Defense – blood contains cells that can destroy pathogens and antibodies which render these useless for destruction by the white blood cells. Blood also contains platelets to aid in clotting.
Regulates – blood helps to maintain body temperature by circulating warmed blood throughout the body. The minerals in our blood also help maintain the water-salt balance and buffers maintain a pH balance.

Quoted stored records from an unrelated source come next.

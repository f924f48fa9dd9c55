//! Checkpoint persistence for research sessions
//!
//! The engine writes one checkpoint after every stage transition. A
//! checkpoint holds the full [`SessionState`] plus the cursor the router
//! chose, so a later run resumes exactly where the last one stopped.
//!
//! # Architecture
//!
//! ```text
//! ┌──────────────────────────────────────────────┐
//! │                CheckpointStore                │
//! │   ┌──────────┐   ┌──────────┐   ┌──────────┐  │
//! │   │  Memory  │   │   File   │   │  SQLite  │  │
//! │   └──────────┘   └──────────┘   └──────────┘  │
//! │         └──────────────┼──────────────┘       │
//! │                        ▼                      │
//! │      Checkpoint { thread_id, step, state }    │
//! └──────────────────────────────────────────────┘
//! ```
//!
//! # Usage
//!
//! ```ignore
//! use research_workflow::checkpoint::{create_store, CheckpointerConfig};
//!
//! let store = create_store(CheckpointerConfig::File {
//!     path: PathBuf::from("./checkpoints"),
//!     compression: true,
//! })
//! .await?;
//!
//! if let Some(checkpoint) = store.load("thread-42").await? {
//!     println!("{} is at step {}", checkpoint.thread_id, checkpoint.step);
//! }
//! ```

mod file;
#[cfg(feature = "checkpointer-sqlite")]
mod sqlite;

pub use file::FileCheckpointStore;
#[cfg(feature = "checkpointer-sqlite")]
pub use sqlite::SqliteCheckpointStore;

use async_trait::async_trait;
use chrono::{DateTime, Utc};
use serde::{Deserialize, Serialize};
use std::collections::{BTreeMap, HashMap};
use std::io::Write;
use std::path::PathBuf;
use std::sync::Arc;

use crate::error::CheckpointError;
use crate::state::{Cursor, SessionState, Stage, StageOutcome};

/// Snapshot of a session after one transition
#[derive(Debug, Clone, PartialEq, Serialize, Deserialize)]
pub struct Checkpoint {
    pub thread_id: String,

    /// Monotonic per thread, starting at 0
    pub step: usize,

    /// Stage that just ran
    pub stage: Stage,

    pub outcome: StageOutcome,

    /// Where the session goes next
    pub next: Cursor,

    pub state: SessionState,

    pub timestamp: DateTime<Utc>,

    #[serde(default)]
    pub metadata: HashMap<String, String>,
}

impl Checkpoint {
    pub fn new(
        step: usize,
        stage: Stage,
        outcome: StageOutcome,
        next: Cursor,
        state: SessionState,
    ) -> Self {
        Self {
            thread_id: state.thread_id.clone(),
            step,
            stage,
            outcome,
            next,
            state,
            timestamp: Utc::now(),
            metadata: HashMap::new(),
        }
    }

    pub fn with_metadata(mut self, key: impl Into<String>, value: impl Into<String>) -> Self {
        self.metadata.insert(key.into(), value.into());
        self
    }

    pub fn is_terminal(&self) -> bool {
        matches!(self.next, Cursor::Finished(_))
    }
}

/// Durable keyed storage for checkpoints.
///
/// Backends implement the per-step primitives; thread-level operations
/// have default implementations on top of them.
#[async_trait]
pub trait CheckpointStore: Send + Sync {
    /// Save a checkpoint. Writes must be atomic: a reader sees either the
    /// previous state or the new one.
    async fn save(&self, checkpoint: &Checkpoint) -> Result<(), CheckpointError>;

    /// Load one step of a thread.
    async fn load_step(
        &self,
        thread_id: &str,
        step: usize,
    ) -> Result<Option<Checkpoint>, CheckpointError>;

    /// Step numbers stored for a thread, sorted ascending.
    async fn steps(&self, thread_id: &str) -> Result<Vec<usize>, CheckpointError>;

    /// All thread ids with at least one checkpoint, sorted.
    async fn threads(&self) -> Result<Vec<String>, CheckpointError>;

    async fn delete_step(&self, thread_id: &str, step: usize) -> Result<(), CheckpointError>;

    /// Latest checkpoint of a thread.
    async fn load(&self, thread_id: &str) -> Result<Option<Checkpoint>, CheckpointError> {
        match self.steps(thread_id).await?.last() {
            Some(&step) => self.load_step(thread_id, step).await,
            None => Ok(None),
        }
    }

    /// Every checkpoint of a thread in step order.
    async fn history(&self, thread_id: &str) -> Result<Vec<Checkpoint>, CheckpointError> {
        let mut checkpoints = Vec::new();
        for step in self.steps(thread_id).await? {
            if let Some(checkpoint) = self.load_step(thread_id, step).await? {
                checkpoints.push(checkpoint);
            }
        }
        Ok(checkpoints)
    }

    /// Remove a thread entirely.
    async fn delete(&self, thread_id: &str) -> Result<(), CheckpointError> {
        for step in self.steps(thread_id).await? {
            self.delete_step(thread_id, step).await?;
        }
        Ok(())
    }

    /// Keep only the most recent `keep` checkpoints of a thread.
    async fn prune(&self, thread_id: &str, keep: usize) -> Result<usize, CheckpointError> {
        let steps = self.steps(thread_id).await?;
        let to_delete = steps.len().saturating_sub(keep);
        for &step in steps.iter().take(to_delete) {
            self.delete_step(thread_id, step).await?;
        }
        Ok(to_delete)
    }
}

/// Configuration for creating checkpoint stores.
#[derive(Debug, Clone, Default, PartialEq, Eq)]
pub enum CheckpointerConfig {
    /// In-memory (tests and one-shot runs, not durable)
    #[default]
    Memory,

    /// One directory per thread under `path`
    File {
        path: PathBuf,
        /// Compress checkpoint files with zstd
        compression: bool,
    },

    /// SQLite database (requires `checkpointer-sqlite` feature)
    #[cfg(feature = "checkpointer-sqlite")]
    Sqlite {
        /// Database file, or `:memory:`
        path: String,
        compression: bool,
    },
}

/// Create a checkpoint store from configuration.
pub async fn create_store(
    config: CheckpointerConfig,
) -> Result<Arc<dyn CheckpointStore>, CheckpointError> {
    match config {
        CheckpointerConfig::Memory => Ok(Arc::new(MemoryCheckpointStore::new())),

        CheckpointerConfig::File { path, compression } => {
            Ok(Arc::new(FileCheckpointStore::new(path, compression)))
        }

        #[cfg(feature = "checkpointer-sqlite")]
        CheckpointerConfig::Sqlite { path, compression } => {
            let store = SqliteCheckpointStore::with_compression(&path, compression).await?;
            Ok(Arc::new(store))
        }
    }
}

/// In-memory checkpoint store.
#[derive(Debug, Default)]
pub struct MemoryCheckpointStore {
    threads: tokio::sync::RwLock<HashMap<String, BTreeMap<usize, Checkpoint>>>,
}

impl MemoryCheckpointStore {
    pub fn new() -> Self {
        Self::default()
    }
}

#[async_trait]
impl CheckpointStore for MemoryCheckpointStore {
    async fn save(&self, checkpoint: &Checkpoint) -> Result<(), CheckpointError> {
        validate_thread_id(&checkpoint.thread_id)?;
        let mut threads = self.threads.write().await;
        threads
            .entry(checkpoint.thread_id.clone())
            .or_default()
            .insert(checkpoint.step, checkpoint.clone());
        Ok(())
    }

    async fn load_step(
        &self,
        thread_id: &str,
        step: usize,
    ) -> Result<Option<Checkpoint>, CheckpointError> {
        let threads = self.threads.read().await;
        Ok(threads.get(thread_id).and_then(|t| t.get(&step)).cloned())
    }

    async fn steps(&self, thread_id: &str) -> Result<Vec<usize>, CheckpointError> {
        let threads = self.threads.read().await;
        Ok(threads
            .get(thread_id)
            .map(|t| t.keys().copied().collect())
            .unwrap_or_default())
    }

    async fn threads(&self) -> Result<Vec<String>, CheckpointError> {
        let threads = self.threads.read().await;
        let mut ids: Vec<String> = threads
            .iter()
            .filter(|(_, steps)| !steps.is_empty())
            .map(|(id, _)| id.clone())
            .collect();
        ids.sort();
        Ok(ids)
    }

    async fn delete_step(&self, thread_id: &str, step: usize) -> Result<(), CheckpointError> {
        let mut threads = self.threads.write().await;
        if let Some(steps) = threads.get_mut(thread_id) {
            steps.remove(&step);
            if steps.is_empty() {
                threads.remove(thread_id);
            }
        }
        Ok(())
    }
}

/// Thread ids become directory names and database keys: ASCII letters,
/// digits, `-`, `_` and `.`, not starting with `.`.
pub fn validate_thread_id(thread_id: &str) -> Result<(), CheckpointError> {
    let valid = !thread_id.is_empty()
        && thread_id.len() <= 128
        && !thread_id.starts_with('.')
        && thread_id
            .chars()
            .all(|c| c.is_ascii_alphanumeric() || matches!(c, '-' | '_' | '.'));
    if valid {
        Ok(())
    } else {
        Err(CheckpointError::InvalidThreadId(thread_id.to_string()))
    }
}

/// Serialize a checkpoint, optionally zstd-compressed
fn encode(checkpoint: &Checkpoint, compression: bool) -> Result<Vec<u8>, CheckpointError> {
    let json = serde_json::to_vec_pretty(checkpoint)
        .map_err(|e| CheckpointError::serialization(format!("Serialization failed: {}", e)))?;
    if !compression {
        return Ok(json);
    }

    let mut encoder = zstd::stream::Encoder::new(Vec::new(), 3)
        .map_err(|e| CheckpointError::io(format!("Compression init failed: {}", e)))?;
    encoder
        .write_all(&json)
        .map_err(|e| CheckpointError::io(format!("Compression write failed: {}", e)))?;
    encoder
        .finish()
        .map_err(|e| CheckpointError::io(format!("Compression finish failed: {}", e)))
}

fn decode(data: &[u8], compressed: bool) -> Result<Checkpoint, CheckpointError> {
    let json = if compressed {
        zstd::stream::decode_all(data)
            .map_err(|e| CheckpointError::io(format!("Decompression failed: {}", e)))?
    } else {
        data.to_vec()
    };
    serde_json::from_slice(&json)
        .map_err(|e| CheckpointError::serialization(format!("Deserialization failed: {}", e)))
}

#[cfg(test)]
mod tests {
    use super::*;
    use crate::state::SessionStatus;

    pub(crate) fn sample(thread_id: &str, step: usize) -> Checkpoint {
        let state = SessionState::new(thread_id, "how do heat pumps work", 3);
        Checkpoint::new(
            step,
            Stage::Plan,
            StageOutcome::ok(),
            Cursor::Pending(Stage::Search),
            state,
        )
    }

    #[test]
    fn test_checkpoint_creation() {
        let checkpoint = sample("thread-1", 4).with_metadata("version", "1");
        assert_eq!(checkpoint.thread_id, "thread-1");
        assert_eq!(checkpoint.step, 4);
        assert!(!checkpoint.is_terminal());
        assert_eq!(checkpoint.metadata.get("version"), Some(&"1".to_string()));
    }

    #[test]
    fn test_terminal_checkpoint() {
        let mut checkpoint = sample("thread-1", 9);
        checkpoint.next = Cursor::Finished(SessionStatus::Success);
        assert!(checkpoint.is_terminal());
    }

    #[test]
    fn test_validate_thread_id() {
        assert!(validate_thread_id("3f2b9c1e-7a4d-4e8b-9c1d-2f3a4b5c6d7e").is_ok());
        assert!(validate_thread_id("my_thread.v2").is_ok());
        assert!(validate_thread_id("").is_err());
        assert!(validate_thread_id("../etc").is_err());
        assert!(validate_thread_id("a/b").is_err());
        assert!(validate_thread_id(".hidden").is_err());
    }

    #[test]
    fn test_encode_decode_compressed() {
        let checkpoint = sample("thread-1", 2);
        let bytes = encode(&checkpoint, true).unwrap();
        assert_eq!(decode(&bytes, true).unwrap(), checkpoint);
    }

    #[tokio::test]
    async fn test_memory_store_latest_and_history() {
        let store = MemoryCheckpointStore::new();
        for step in [2, 0, 1] {
            store.save(&sample("thread-a", step)).await.unwrap();
        }
        store.save(&sample("thread-b", 0)).await.unwrap();

        let latest = store.load("thread-a").await.unwrap().unwrap();
        assert_eq!(latest.step, 2);

        let history = store.history("thread-a").await.unwrap();
        let steps: Vec<usize> = history.iter().map(|c| c.step).collect();
        assert_eq!(steps, vec![0, 1, 2]);

        assert_eq!(store.threads().await.unwrap(), vec!["thread-a", "thread-b"]);
        assert!(store.load("missing").await.unwrap().is_none());
    }

    #[tokio::test]
    async fn test_memory_store_delete_and_prune() {
        let store = MemoryCheckpointStore::new();
        for step in 0..5 {
            store.save(&sample("thread-a", step)).await.unwrap();
        }

        assert_eq!(store.prune("thread-a", 2).await.unwrap(), 3);
        assert_eq!(store.steps("thread-a").await.unwrap(), vec![3, 4]);

        store.delete("thread-a").await.unwrap();
        assert!(store.threads().await.unwrap().is_empty());
    }

    #[tokio::test]
    async fn test_memory_store_rejects_bad_thread_id() {
        let store = MemoryCheckpointStore::new();
        let err = store.save(&sample("../escape", 0)).await.unwrap_err();
        assert!(matches!(err, CheckpointError::InvalidThreadId(_)));
    }

    #[tokio::test]
    async fn test_create_store_memory() {
        let store = create_store(CheckpointerConfig::Memory).await.unwrap();
        store.save(&sample("thread-z", 0)).await.unwrap();
        assert_eq!(store.steps("thread-z").await.unwrap(), vec![0]);
    }
}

Blood is composed of 91% water, 71% proteins, and 2% solutes (ions, waste products, gases, hormones, vitamins, etc.). The formed elements are the red blood cells (RBCs), white blood cells (WBCs), and platelets. These are produced in bone marrow from stem cells. Stem cell research is focusing on producing many other types of cells from these stem cells in hopes of curing many types of debilitating diseases. Plasma is the fluid portion of blood and is the medium through which all substances are transported. The plasma also transports nutrients for cells to include small glucose molecules and amino acids and transports urea (waste) to the kidneys. Plasma proteins are the most abundant of organic molecules in the blood. These are produced by the liver and buffer the blood to maintain pH. These won’t pass through the capillaries and help maintain osmotic pressure between the blood and surrounding tissue fluid.
There are 3 types of plasma proteins:
Albumins – most abundant and help maintain osmotic pressure
Globulins – alpha, beta, and gamma. Alpha help transport hormones, cholesterol and iron. Beta also transports some materials. Gamma globulins help fight disease.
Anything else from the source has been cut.